= Work instruction =
Return, word for word, the lines of the listing below from the one with "use crate::fallback::FallbackRegistry;" through the one with "assert_eq!(transport.calls(), k +", and no other lines.

= Available records =
━━━━━━━━━━━━━━━━━━━━━━━━━━━━━━
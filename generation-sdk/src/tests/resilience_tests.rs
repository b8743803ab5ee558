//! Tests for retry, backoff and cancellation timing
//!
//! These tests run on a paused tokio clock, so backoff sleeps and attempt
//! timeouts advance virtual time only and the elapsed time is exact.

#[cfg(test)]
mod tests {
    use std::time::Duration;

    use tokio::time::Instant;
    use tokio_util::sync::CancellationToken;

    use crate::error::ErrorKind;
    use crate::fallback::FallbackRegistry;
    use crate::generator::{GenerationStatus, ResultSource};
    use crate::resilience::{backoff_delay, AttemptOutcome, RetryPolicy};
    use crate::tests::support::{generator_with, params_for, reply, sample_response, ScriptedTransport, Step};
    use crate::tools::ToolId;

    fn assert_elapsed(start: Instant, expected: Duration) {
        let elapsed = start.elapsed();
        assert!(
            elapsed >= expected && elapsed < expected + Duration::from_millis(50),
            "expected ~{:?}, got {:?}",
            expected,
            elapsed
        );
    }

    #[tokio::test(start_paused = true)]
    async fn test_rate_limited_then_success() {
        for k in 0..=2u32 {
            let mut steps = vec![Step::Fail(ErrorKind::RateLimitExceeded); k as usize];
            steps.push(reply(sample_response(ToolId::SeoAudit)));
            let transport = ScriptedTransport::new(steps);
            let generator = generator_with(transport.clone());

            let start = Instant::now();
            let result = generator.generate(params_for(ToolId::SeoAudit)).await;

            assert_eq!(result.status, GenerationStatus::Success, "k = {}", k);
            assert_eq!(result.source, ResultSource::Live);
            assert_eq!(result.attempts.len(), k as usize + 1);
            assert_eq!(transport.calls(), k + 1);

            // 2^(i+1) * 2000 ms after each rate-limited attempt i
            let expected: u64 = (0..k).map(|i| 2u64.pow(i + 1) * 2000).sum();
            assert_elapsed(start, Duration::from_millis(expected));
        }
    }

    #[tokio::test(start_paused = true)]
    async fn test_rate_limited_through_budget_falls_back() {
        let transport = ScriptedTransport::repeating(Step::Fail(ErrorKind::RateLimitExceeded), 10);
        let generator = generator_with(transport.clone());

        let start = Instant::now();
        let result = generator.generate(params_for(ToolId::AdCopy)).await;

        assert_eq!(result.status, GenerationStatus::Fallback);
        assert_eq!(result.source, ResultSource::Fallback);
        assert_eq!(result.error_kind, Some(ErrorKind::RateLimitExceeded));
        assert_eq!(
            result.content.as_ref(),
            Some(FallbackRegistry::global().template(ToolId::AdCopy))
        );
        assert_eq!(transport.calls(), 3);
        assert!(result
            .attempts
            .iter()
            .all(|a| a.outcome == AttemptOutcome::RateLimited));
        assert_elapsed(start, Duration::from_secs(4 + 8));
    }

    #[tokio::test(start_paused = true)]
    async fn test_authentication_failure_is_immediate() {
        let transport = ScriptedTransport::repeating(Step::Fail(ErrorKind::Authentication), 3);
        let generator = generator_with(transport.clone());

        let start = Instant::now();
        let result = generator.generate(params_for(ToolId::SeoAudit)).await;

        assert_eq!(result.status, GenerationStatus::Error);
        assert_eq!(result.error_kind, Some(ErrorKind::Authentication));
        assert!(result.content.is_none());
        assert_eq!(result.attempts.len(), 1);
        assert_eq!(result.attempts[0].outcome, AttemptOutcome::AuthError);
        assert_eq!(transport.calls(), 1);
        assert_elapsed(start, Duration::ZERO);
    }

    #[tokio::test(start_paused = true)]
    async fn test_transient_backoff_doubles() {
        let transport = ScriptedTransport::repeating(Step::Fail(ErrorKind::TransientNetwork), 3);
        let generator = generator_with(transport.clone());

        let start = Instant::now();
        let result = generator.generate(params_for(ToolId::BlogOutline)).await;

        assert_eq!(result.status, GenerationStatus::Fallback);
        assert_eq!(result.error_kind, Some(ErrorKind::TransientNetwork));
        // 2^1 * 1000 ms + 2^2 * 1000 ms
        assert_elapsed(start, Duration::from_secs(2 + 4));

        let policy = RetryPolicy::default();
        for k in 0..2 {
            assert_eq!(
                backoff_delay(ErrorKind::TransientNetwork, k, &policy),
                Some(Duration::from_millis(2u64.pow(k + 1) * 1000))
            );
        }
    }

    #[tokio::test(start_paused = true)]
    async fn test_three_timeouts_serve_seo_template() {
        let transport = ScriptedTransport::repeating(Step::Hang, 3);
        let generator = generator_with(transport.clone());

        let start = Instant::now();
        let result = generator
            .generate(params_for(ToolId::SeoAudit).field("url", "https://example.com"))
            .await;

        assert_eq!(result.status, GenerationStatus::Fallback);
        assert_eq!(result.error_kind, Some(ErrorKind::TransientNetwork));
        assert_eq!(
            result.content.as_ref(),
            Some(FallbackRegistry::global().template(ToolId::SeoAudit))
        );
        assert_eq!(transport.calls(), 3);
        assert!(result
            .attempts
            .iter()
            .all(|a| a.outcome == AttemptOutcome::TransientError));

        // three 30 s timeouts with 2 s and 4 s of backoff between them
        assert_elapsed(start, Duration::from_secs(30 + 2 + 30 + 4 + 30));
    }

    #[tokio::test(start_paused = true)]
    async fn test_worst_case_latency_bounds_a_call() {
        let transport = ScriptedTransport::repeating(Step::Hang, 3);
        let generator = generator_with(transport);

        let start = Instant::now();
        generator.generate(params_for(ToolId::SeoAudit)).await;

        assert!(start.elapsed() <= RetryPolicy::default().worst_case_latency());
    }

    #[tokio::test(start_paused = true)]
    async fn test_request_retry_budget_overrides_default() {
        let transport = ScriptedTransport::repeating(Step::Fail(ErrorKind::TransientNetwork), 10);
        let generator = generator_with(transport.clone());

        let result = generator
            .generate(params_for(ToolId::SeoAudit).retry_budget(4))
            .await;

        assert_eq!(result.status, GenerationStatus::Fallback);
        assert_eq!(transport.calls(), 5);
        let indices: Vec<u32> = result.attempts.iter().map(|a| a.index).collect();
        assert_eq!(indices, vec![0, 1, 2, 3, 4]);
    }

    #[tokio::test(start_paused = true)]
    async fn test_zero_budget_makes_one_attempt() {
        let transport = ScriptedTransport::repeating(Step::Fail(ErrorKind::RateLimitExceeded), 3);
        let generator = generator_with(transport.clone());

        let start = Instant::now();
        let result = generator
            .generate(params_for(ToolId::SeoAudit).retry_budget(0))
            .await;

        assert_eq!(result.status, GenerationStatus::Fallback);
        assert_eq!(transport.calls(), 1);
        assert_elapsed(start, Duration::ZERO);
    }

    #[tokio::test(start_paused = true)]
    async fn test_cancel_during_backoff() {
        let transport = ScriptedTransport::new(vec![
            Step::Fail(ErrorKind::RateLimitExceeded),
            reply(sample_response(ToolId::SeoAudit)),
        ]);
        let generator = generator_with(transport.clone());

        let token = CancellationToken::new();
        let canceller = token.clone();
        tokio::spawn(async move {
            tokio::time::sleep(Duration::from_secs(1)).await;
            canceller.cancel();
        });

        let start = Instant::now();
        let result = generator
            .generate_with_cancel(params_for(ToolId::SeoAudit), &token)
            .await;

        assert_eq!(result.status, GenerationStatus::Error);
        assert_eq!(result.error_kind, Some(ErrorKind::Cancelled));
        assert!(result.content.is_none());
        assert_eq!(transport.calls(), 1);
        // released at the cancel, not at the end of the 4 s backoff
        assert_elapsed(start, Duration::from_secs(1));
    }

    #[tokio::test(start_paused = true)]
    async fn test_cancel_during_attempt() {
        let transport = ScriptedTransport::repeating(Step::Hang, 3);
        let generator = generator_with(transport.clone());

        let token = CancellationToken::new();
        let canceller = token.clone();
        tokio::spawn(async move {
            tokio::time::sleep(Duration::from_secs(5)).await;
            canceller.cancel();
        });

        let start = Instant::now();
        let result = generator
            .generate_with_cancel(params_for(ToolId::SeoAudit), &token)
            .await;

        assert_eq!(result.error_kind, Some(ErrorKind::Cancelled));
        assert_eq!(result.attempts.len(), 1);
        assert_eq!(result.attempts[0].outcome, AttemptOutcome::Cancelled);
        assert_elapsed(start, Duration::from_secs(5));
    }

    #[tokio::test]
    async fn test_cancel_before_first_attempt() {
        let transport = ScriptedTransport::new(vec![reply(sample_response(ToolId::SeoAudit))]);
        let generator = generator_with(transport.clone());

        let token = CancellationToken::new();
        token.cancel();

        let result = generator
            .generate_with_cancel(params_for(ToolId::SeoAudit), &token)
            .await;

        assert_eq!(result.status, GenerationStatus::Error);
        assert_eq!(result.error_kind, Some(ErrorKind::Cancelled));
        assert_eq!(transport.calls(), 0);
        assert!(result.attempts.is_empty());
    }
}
━━━━━━━━━━━━━━━━━━━━━━━━━━━━━━
= Result of the task =
    use crate::fallback::FallbackRegistry;
    use crate::generator::{GenerationStatus, ResultSource};
    use crate::resilience::{backoff_delay, AttemptOutcome, RetryPolicy};
    use crate::tests::support::{generator_with, params_for, reply, sample_response, ScriptedTransport, Step};
    use crate::tools::ToolId;

    fn assert_elapsed(start: Instant, expected: Duration) {
        let elapsed = start.elapsed();
        assert!(
            elapsed >= expected && elapsed < expected + Duration::from_millis(50),
            "expected ~{:?}, got {:?}",
            expected,
            elapsed
        );
    }

    #[tokio::test(start_paused = true)]
    async fn test_rate_limited_then_success() {
        for k in 0..=2u32 {
            let mut steps = vec![Step::Fail(ErrorKind::RateLimitExceeded); k as usize];
            steps.push(reply(sample_response(ToolId::SeoAudit)));
            let transport = ScriptedTransport::new(steps);
            let generator = generator_with(transport.clone());

            let start = Instant::now();
            let result = generator.generate(params_for(ToolId::SeoAudit)).await;

            assert_eq!(result.status, GenerationStatus::Success, "k = {}", k);
            assert_eq!(result.source, ResultSource::Live);
            assert_eq!(result.attempts.len(), k as usize + 1);
            assert_eq!(transport.calls(), k + 1);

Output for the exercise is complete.